Cabelos e Sorriso


 
Cabelo quando cresce é tempo
Cabelo embaraçado é vento
Cabelo vem lá de dentro
Cabelo é como pensamento
        Arnaldo Antunes e Jorge Ben Jor

 
     Sexta-feira, quase 18 horas, trânsito infernal e eu me obrigando a mais uma empreitada para encerrar o dia: supermercado. Cantarolo uma canção para não pensar e caminho entre as prateleiras e gôndolas para concluir a tarefa o mais rápido possível. Louca por um banho e pelo descanso merecido, estoicamente enfrento a fila no caixa e espero a vez no táxi, ajudada pelo gentil empacotador, que  arruma as compras e me deseja um bom final de semana.
     Dentro do carro, respiro fundo, dou boa noite e digo meu itinerário. O taxista me olha visivelmente  surpreso e comenta “– A senhora usa os cabelos soltos!” Levo alguns segundos para processar o comentário e respondo com um “como é?” pouco amistoso, mas também surpreso.
-"Desculpa Moça. Perdoe meu atrevimento.Gosto muito de cabelo solto mas não consigo convencer minha mulher de usá-lo assim, nem para me agradar. Desculpa, pensei alto...."

     Respirei fundo e pensei no que dizer numa situação daquelas.Cheguei a sentir uma pontinha de pena daquele senhor que deixava escapar uma intimidade desse nível para uma desconhecida.
-“Entendo, mas se ela não se sente a vontade em usar cabelo solto, não valerá a pena se o fizer sem vontade.Que tal conversar com ela sobre os seus motivos?” Respondi, perguntando, ao mesmo tempo.
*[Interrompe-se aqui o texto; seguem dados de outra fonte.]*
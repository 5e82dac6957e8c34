//! HTTP route templates (`/orders/{id}/items/{item}`).
//!
//! A template is parsed once at startup.  Its [`shape`](PathTemplate::shape)
//! erases placeholder names, so `/orders/{id}` and `/orders/{order_id}` are
//! recognised as the same route address.

use std::collections::BTreeSet;

use thiserror::Error;

/// Reasons a route template is rejected.
#[derive(Debug, Clone, PartialEq, Eq, Error)]
pub enum PathError {
    #[error("route must start with '/'")]
    MissingLeadingSlash,

    #[error("segment '{0}' has an empty or malformed placeholder")]
    MalformedPlaceholder(String),

    #[error("placeholder '{0}' appears more than once")]
    DuplicatePlaceholder(String),

    #[error("segment '{0}' uses ':' or '*' route syntax; write placeholders as {{name}}")]
    ForeignSyntax(String),
}

#[derive(Debug, Clone, PartialEq, Eq)]
enum Segment {
    Literal(String),
    Param(String),
}

/// A validated route template.
#[derive(Debug, Clone, PartialEq, Eq)]
pub struct PathTemplate {
    raw: String,
    segments: Vec<Segment>,
}

impl PathTemplate {
    /// Parses a route template.
    ///
    /// Placeholders must fill a whole segment and be made of ASCII letters,
    /// digits and `_`.  Literal segments may not start with `:` or `*`; the
    /// router reads those as captures.
    ///
    /// # Errors
    ///
    /// Returns [`PathError`] for templates the serving runtime could not route.
    pub fn parse(raw: &str) -> Result<Self, PathError> {
        let Some(rest) = raw.strip_prefix('/') else {
            return Err(PathError::MissingLeadingSlash);
        };

        let mut seen = BTreeSet::new();
        let mut segments = Vec::new();
        for segment in rest.split('/') {
            match segment.strip_prefix('{').and_then(|s| s.strip_suffix('}')) {
                Some(name) => {
                    let valid = !name.is_empty()
                        && name.chars().all(|c| c.is_ascii_alphanumeric() || c == '_');
                    if !valid {
                        return Err(PathError::MalformedPlaceholder(segment.to_owned()));
                    }
                    if !seen.insert(name.to_owned()) {
                        return Err(PathError::DuplicatePlaceholder(name.to_owned()));
                    }
                    segments.push(Segment::Param(name.to_owned()));
                }
                None if segment.contains(['{', '}']) => {
                    return Err(PathError::MalformedPlaceholder(segment.to_owned()));
                }
                None if segment.starts_with([':', '*']) => {
                    return Err(PathError::ForeignSyntax(segment.to_owned()));
                }
                None => segments.push(Segment::Literal(segment.to_owned())),
            }
        }

        Ok(Self {
            raw: raw.to_owned(),
            segments,
        })
    }

    pub fn as_str(&self) -> &str {
        &self.raw
    }

    /// Placeholder names in route order.
    pub fn params(&self) -> impl Iterator<Item = &str> {
        self.segments.iter().filter_map(|s| match s {
            Segment::Param(name) => Some(name.as_str()),
            Segment::Literal(_) => None,
        })
    }

    pub fn has_param(&self, name: &str) -> bool {
        self.params().any(|p| p == name)
    }

    /// The template with placeholder names erased: `/orders/{}`.
    pub fn shape(&self) -> String {
        let mut shape = String::with_capacity(self.raw.len());
        for segment in &self.segments {
            shape.push('/');
            match segment {
                Segment::Literal(text) => shape.push_str(text),
                Segment::Param(_) => shape.push_str("{}"),
            }
        }
        shape
    }
}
     A essa altura o táxi já enfrentava o trânsito e o senhor, aparentando uns sessenta anos, continuou falando de cabelos, de que não entendia essa mania de sua mulher viver prendendo os seus, pois se ele tinha se encantado por ela justamente por seus cabelos fartos e longos, mas ela achava que depois de uma “certa” idade não ficava bem mulher de cabelo solto, médio ou longo.
     Aproveitou e me contou uma piada sobre "cabelo bandido"..que quando não tá preso tá armado e não tem mãe que dê jeito...Dei uma boa gargalhada e vi que ele se divertiu com a minha descontração.
     Pensei na minha aparência ao final de uma semana exaustiva de trabalho, me sentindo cansada, descabelada e ainda ser alvo da curiosidade de alguém justamente por esse “descabelamento”.... Vá entender os gostos e as preferências da alma humana!
     Na porta de casa o senhor pediu desculpas mais uma vez e deu os parabéns pelos meus “belos” cabelos e também pelo meu sorriso. Agradeci, achando graça no jeito encabulado mas corajoso de me fazer o elogio. Fiquei imaginando o motivo de sua mulher não gostar de cabelo solto...
     Lembrei-me de situações inusitadas vividas por causa dos meus cabelos. Menina ainda, no período de "grupo  escolar",  vivia sendo importunada pelos meninos que puxavam meus cachos, me chamavam de “cabelo de barbante”, “cabelo de milho”...Depois fui anjinho de procissão, com longas asas...Um voo no tempo e me vi empunhando bandeiras “cabelo ao vento gente jovem reunida”...Tempo de ser e viver a rebeldia traduzida nos cabelos tão livres quanto a nossa vontade de ser livre também.Em pleno advento da chapinha me vi sendo alvo de brincadeiras, de sugestões para ceder os apelos da última moda. Claro que jamais me passou pela cabeça desfazer meus cachos! 
    Não tenho certeza, mas acho que foi aos 12 anos que fui “aparar” os cabelos e me livrei da cabeleira cacheada e trabalhosa mantendo-o curto ou nos ombros por muito tempo.Alternei curto e longo até concluir que gostava mesmo do tamanho médio, visual meio selvagem, sensualidade à flor da pele, cabelo solto, cacheado e ao vento.
     Vez ou outra, prendo-o, mas não demora e lá está ele solto, revolto...livre, como gosto.“O cabelo é moldura do rosto”, dizem. Verdade ou não o cabelo é um item fundamental na nossa aparência e muito mais do que uma questão de vaidade ou modismo, estou convicta que meus cabelos e meu sorriso traduzem o meu jeito de ser e estar no mundo.